On contrary, tube dilation was consistently observed in Pkd1-/- tubes independently of coating conditions (Figure 5B and Supplementary Figures 7, 8). The kinetic evolution illustrates a mean Pkd1-/- dilation of ∼60% compared to the initial value (Figure 5D). The maximum deformation (over time) was 1.43 ± 0.03 (ntubes = 28) reflecting a large tube dilation (Figure 5E). Tubes remained globally homogeneous in diameter when dilated (Supplementary Figure 9A). Altogether, these experiments showed that Pkd1-/- lining collagen tubes induce a significant tube dilation.

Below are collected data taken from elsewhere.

// Statistical categories that can be charted, trended, and predicted.

use serde::{Deserialize, Serialize};
use std::fmt;

use crate::stats::events::ClassifiedEvent;
use crate::stats::games::GameStatLine;

/// A counting category derived from plate-appearance outcomes.
#[derive(Debug, Clone, Copy, PartialEq, Eq, Hash, Serialize, Deserialize)]
pub enum Category {
    Singles,
    Doubles,
    Triples,
    HomeRuns,
    TotalBases,
    Hits,
}

impl Category {
    /// Every category, in selector order.
    pub const ALL: [Category; 6] = [
        Category::Singles,
        Category::Doubles,
        Category::Triples,
        Category::HomeRuns,
        Category::TotalBases,
        Category::Hits,
    ];

    /// Parse a short label ("1B", "HR", ...). Case-insensitive.
    pub fn from_label(s: &str) -> Option<Self> {
        match s.trim().to_uppercase().as_str() {
            "1B" => Some(Category::Singles),
            "2B" => Some(Category::Doubles),
            "3B" => Some(Category::Triples),
            "HR" => Some(Category::HomeRuns),
            "TB" => Some(Category::TotalBases),
            "H" => Some(Category::Hits),
            _ => None,
        }
    }

    /// Short column label.
    pub fn label(&self) -> &'static str {
        match self {
            Category::Singles => "1B",
            Category::Doubles => "2B",
            Category::Triples => "3B",
            Category::HomeRuns => "HR",
            Category::TotalBases => "TB",
            Category::Hits => "H",
        }
    }

    /// Human-readable name for selectors and axis titles.
    pub fn display_name(&self) -> &'static str {
        match self {
            Category::Singles => "Singles",
            Category::Doubles => "Doubles",
            Category::Triples => "Triples",
            Category::HomeRuns => "Home Runs",
            Category::TotalBases => "Total Bases",
            Category::Hits => "Hits",
        }
    }

    /// Whether a per-game average of this category reads as a probability
    /// (at most one per plate appearance) rather than an expected count.
    pub fn is_rate_like(&self) -> bool {
        !matches!(self, Category::TotalBases | Category::Hits)
    }

    /// The next category in selector order, wrapping around.
    pub fn next(&self) -> Self {
        let idx = Self::ALL.iter().position(|c| c == self).unwrap_or(0);
        Self::ALL[(idx + 1) % Self::ALL.len()]
    }

    /// The previous category in selector order, wrapping around.
    pub fn prev(&self) -> Self {
        let idx = Self::ALL.iter().position(|c| c == self).unwrap_or(0);
        Self::ALL[(idx + Self::ALL.len() - 1) % Self::ALL.len()]
    }

    /// This category's value for a single classified plate appearance.
    pub fn event_value(&self, event: &ClassifiedEvent) -> u32 {
        let flags = &event.flags;
        match self {
            Category::Singles => flags.single,
            Category::Doubles => flags.double,
            Category::Triples => flags.triple,
            Category::HomeRuns => flags.home_run,
            Category::TotalBases => flags.total_bases(),
            Category::Hits => flags.hits(),
        }
    }

    /// This category's value for an aggregated game line.
    pub fn game_value(&self, game: &GameStatLine) -> u32 {
        match self {
            Category::Singles => game.singles,
            Category::Doubles => game.doubles,
            Category::Triples => game.triples,
            Category::HomeRuns => game.home_runs,
            Category::TotalBases => game.total_bases,
            Category::Hits => game.hits,
        }
    }
}

impl fmt::Display for Category {
    fn fmt(&self, f: &mut fmt::Formatter<'_>) -> fmt::Result {
        f.write_str(self.label())
    }
}

#[cfg(test)]
mod tests {
    use super::*;

    #[test]
    fn labels_round_trip_through_parser() {
        for cat in Category::ALL {
            assert_eq!(Category::from_label(cat.label()), Some(cat));
        }
    }

    #[test]
    fn parser_is_case_insensitive_and_trims() {
        assert_eq!(Category::from_label(" hr "), Some(Category::HomeRuns));
        assert_eq!(Category::from_label("tb"), Some(Category::TotalBases));
        assert_eq!(Category::from_label("SB"), None);
        assert_eq!(Category::from_label(""), None);
    }

    #[test]
    fn labels_match_config_labels() {
        let labels: Vec<&str> = Category::ALL.iter().map(|c| c.label()).collect();
        assert_eq!(labels, slugline_core::config::CATEGORY_LABELS);
    }

    #[test]
    fn next_and_prev_wrap() {
        assert_eq!(Category::Hits.next(), Category::Singles);
        assert_eq!(Category::Singles.prev(), Category::Hits);
        assert_eq!(Category::Doubles.next().prev(), Category::Doubles);
    }

    #[test]
    fn display_names() {
        assert_eq!(Category::HomeRuns.display_name(), "Home Runs");
        assert_eq!(Category::TotalBases.to_string(), "TB");
    }

    #[test]
    fn rate_like_excludes_total_bases() {
        assert!(Category::HomeRuns.is_rate_like());
        assert!(!Category::TotalBases.is_rate_like());
    }
}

Once demonstrated that Pkd1-/- cells induced a significant tube dilation, we investigated whether the five tubes present in collagen were mechanically coupled. To do so, we performed several quantifications. The intertube spacing was measured and showed a decrease from 190 μm to ∼160 μm 25 days after seeding (Supplementary Figure 9B). This intertube spacing was compared to the local tube deformation: a clear anticorrelation was observed (Supplementary Figure 9C), in agreement with the idea that the tube deformation led to a short-scale remodeling of the intertube matrix. This suggested that each dilation event was independent. At last, correlation coefficients were calculated between adjacent contour lines in adjacent tubes (Supplementary Figure 9D), in order to evaluate if local deformations of one tube spatially corresponded to local deformations of the neighbor tube. These data showed that, in these conditions (tube spacing of 200 μm), tube dilations were not significantly coupled.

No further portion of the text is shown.